Wednesday, March 8, 2017

"Was That My Mother: She Died Almost 4 Years Ago"


My day started like any other typical Monday. After swiping  the snooze button on my smart phone a few times, I got up a little after 7 a.m. My first pickup is at 8:30 in the morning in Southfield, Michigan. After I picked up my first client, I dropped her off in Warren, which was about a thirty-minute drive.

With a little downtime, approximately 2 ½ hours before I had to pick up my second client in Waterford, I thought it would be a good idea to run the car through the car wash and vacuum it. After the car wash, I stopped at the gas station to fill up and get a newspaper for my clients. I also refilled the inside door handle with tootsie rolls, and made sure fresh water was in the cup holders. The car was now completely equipped to transport my senior clientele. 

By 11:30 a.m., I’d picked up two people I’d never met before. This particular run was a referral from a prior client; I was transporting her mother and her mother's friend. I was taking them to the medical district in Detroit for a follow-up doctor’s appointment. It took us about fifty minutes to make it downtown.

When we finally arrived, I pulled to the curb to assist my clients out of the car. After I put the car in park, I got out and opened the doors for my clients, pulling the walker out of the trunk.

As I unfolded the walker from its collapsed position, and placed it on the sidewalk so my client could brace herself, I noticed out of my peripheral vision another senior walking toward us. At the time, I didn’t really think too much about it. I continued assisting my two clients. I made sure they had my cell number to contact me when they were done.

The senior who was walking in our direction finally made her way to the place where we stood. She waited there patiently as I wrapped up my conversation with my clients. Then, it all happened.

"Excuse me, you do transportation, right?"

“Yes,” I said.

"Can you drive me to the parking structure? I can't make it way over there. I'm not going to make it."

I was more concerned about her heavy breathing. I wondered if she was in pain and if she was going to pass out.

“Sure, not a problem,” I said.

I helped her into the car—the one I was so meticulous about, as if I was chauffeuring royalty. I did this routine for years--thirty to be exact. However, this time felt different. I couldn't quite put my finger on it. I'm not sure if it was because this was the very first time, in my thirty years of being in the transportation industry, that I’d driven two seniors at the same time.

As I was driving into the parking structure, she asked me, "How much do I owe you?"

“Really, you think I’m going to charge you? You owe me absolutely nothing. It’s a pleasure to help you. I'm so glad that I was actually there at the right time.”

"God bless you, son. Thank you, Jesus. Thank you, Jesus. Thank you, Jesus!" is all I heard coming from the back seat of the car.

"We know each other well. He and I have a very good relationship,” she said.

“Great, make sure you send one up there for me.”
"No, I'm not. I am going to send seven up there for you.”

“Thank you so much!”

I pulled up to her car, got out and opened her door. As I was helping her out of the car, she said, "You are such a wonderful young man. (My mother said this to me on many occasions. My mother really loved me). Can you give me a hug?

“Sure I can. I would love to!”

This is when it hit me like a ton of bricks—the moment I embraced this senior. Her embrace felt like the ones my mother used to give me. I held her in my arms, as if she was my mother. Her embrace and gentle touch reminded me so much of my mom. This is when I totally lost it. All of my emotions rose up from the bottom of my soul. 

As I rested my forehead against her sweaty neck and aged face, tears formed in my eyes.
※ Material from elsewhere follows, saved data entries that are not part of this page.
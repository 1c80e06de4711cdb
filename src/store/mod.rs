pub mod postgres;

#[cfg(test)]
pub mod memory;

use std::future::Future;

use crate::models::{Exam, NewSeating, NewVenue, Seating, Student, Venue};

/// Storage contract consumed by the allocation engine and the CSV importer.
///
/// Implemented for [`crate::database::Database`] with raw sqlx queries; the
/// tests run the same services against an in-memory implementation, which is
/// possible because the engine itself is pure and deterministic.
pub trait SeatingStore: Send + Sync {
    fn find_exam(
        &self,
        exam_id: i64,
    ) -> impl Future<Output = Result<Option<Exam>, sqlx::Error>> + Send;

    /// Students with a non-blank department, optionally scoped to one
    /// department (trimmed, case-insensitive).
    fn find_eligible_students(
        &self,
        department: Option<&str>,
    ) -> impl Future<Output = Result<Vec<Student>, sqlx::Error>> + Send;

    fn find_student_by_roll(
        &self,
        roll: &str,
    ) -> impl Future<Output = Result<Option<Student>, sqlx::Error>> + Send;

    /// Inclusive lexical bound on roll number, the way the database orders
    /// text. Roll numbers are not assumed numeric.
    fn find_students_by_roll_range(
        &self,
        start: &str,
        end: &str,
    ) -> impl Future<Output = Result<Vec<Student>, sqlx::Error>> + Send;

    /// Available venues with positive capacity, largest first.
    fn find_available_venues(
        &self,
    ) -> impl Future<Output = Result<Vec<Venue>, sqlx::Error>> + Send;

    fn find_venue_by_name(
        &self,
        name: &str,
    ) -> impl Future<Output = Result<Option<Venue>, sqlx::Error>> + Send;

    fn create_venue(
        &self,
        venue: NewVenue,
    ) -> impl Future<Output = Result<Venue, sqlx::Error>> + Send;

    /// Replaces every seating of an exam in one transaction: the delete
    /// strictly precedes the inserts so the (exam_id, student_id) unique
    /// constraint cannot trip on re-runs, and a failure after the delete
    /// rolls the prior seatings back.
    fn replace_seatings(
        &self,
        exam_id: i64,
        rows: Vec<NewSeating>,
    ) -> impl Future<Output = Result<Vec<Seating>, sqlx::Error>> + Send;

    fn delete_seatings_for_exam(
        &self,
        exam_id: i64,
    ) -> impl Future<Output = Result<u64, sqlx::Error>> + Send;

    fn seatings_for_exam(
        &self,
        exam_id: i64,
    ) -> impl Future<Output = Result<Vec<Seating>, sqlx::Error>> + Send;

    fn seatings_for_venue(
        &self,
        venue_id: i64,
    ) -> impl Future<Output = Result<Vec<Seating>, sqlx::Error>> + Send;

    fn seatings_for_student(
        &self,
        student_id: i64,
    ) -> impl Future<Output = Result<Vec<Seating>, sqlx::Error>> + Send;
}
I tried my best to hold them back. It wasn’t working; this was an awkward moment. I didn’t want this stranger to see me crying. Although she was a stranger, she felt more like the woman who birthed me 51 years ago. But, my mother has been dead for almost four years.

I said to myself, "Is this really happening? Why am I feeling like this?”

Her limp, how she labored as she walked, the way her clothes draped her body--all reminded me of my mother. Even her heavy breathing sparked a memory of "Miss Kat." That's how the kids on the block addressed her, back when kids respected their elders. As children, we were never allowed to call an adult by their first name only.

I don't really know if she knew I was crying because our eyes never made contact. As I helped her out of my car and into hers, my right hand automatically went to the small of her back to help support her weight, before she lowered her medium-built frame into the car. This is how I always helped my mother into my car. It became a natural reaction after doing it for so long.

Never making eye contact with me again, she said, "Thank you so much and God bless you."

“Thank you, and God bless you, too!” She adjusted herself behind the steering wheel.

My emotions were out of control. I couldn't get in my car fast enough. As soon as I closed my car door, I wept profusely for twenty minutes. Although this was a bittersweet moment for me, I will forever be appreciative of the event. I don't know if I should call it an event opposed to an encounter. Whatever it was, I will always ask the question, "Was that my mother?"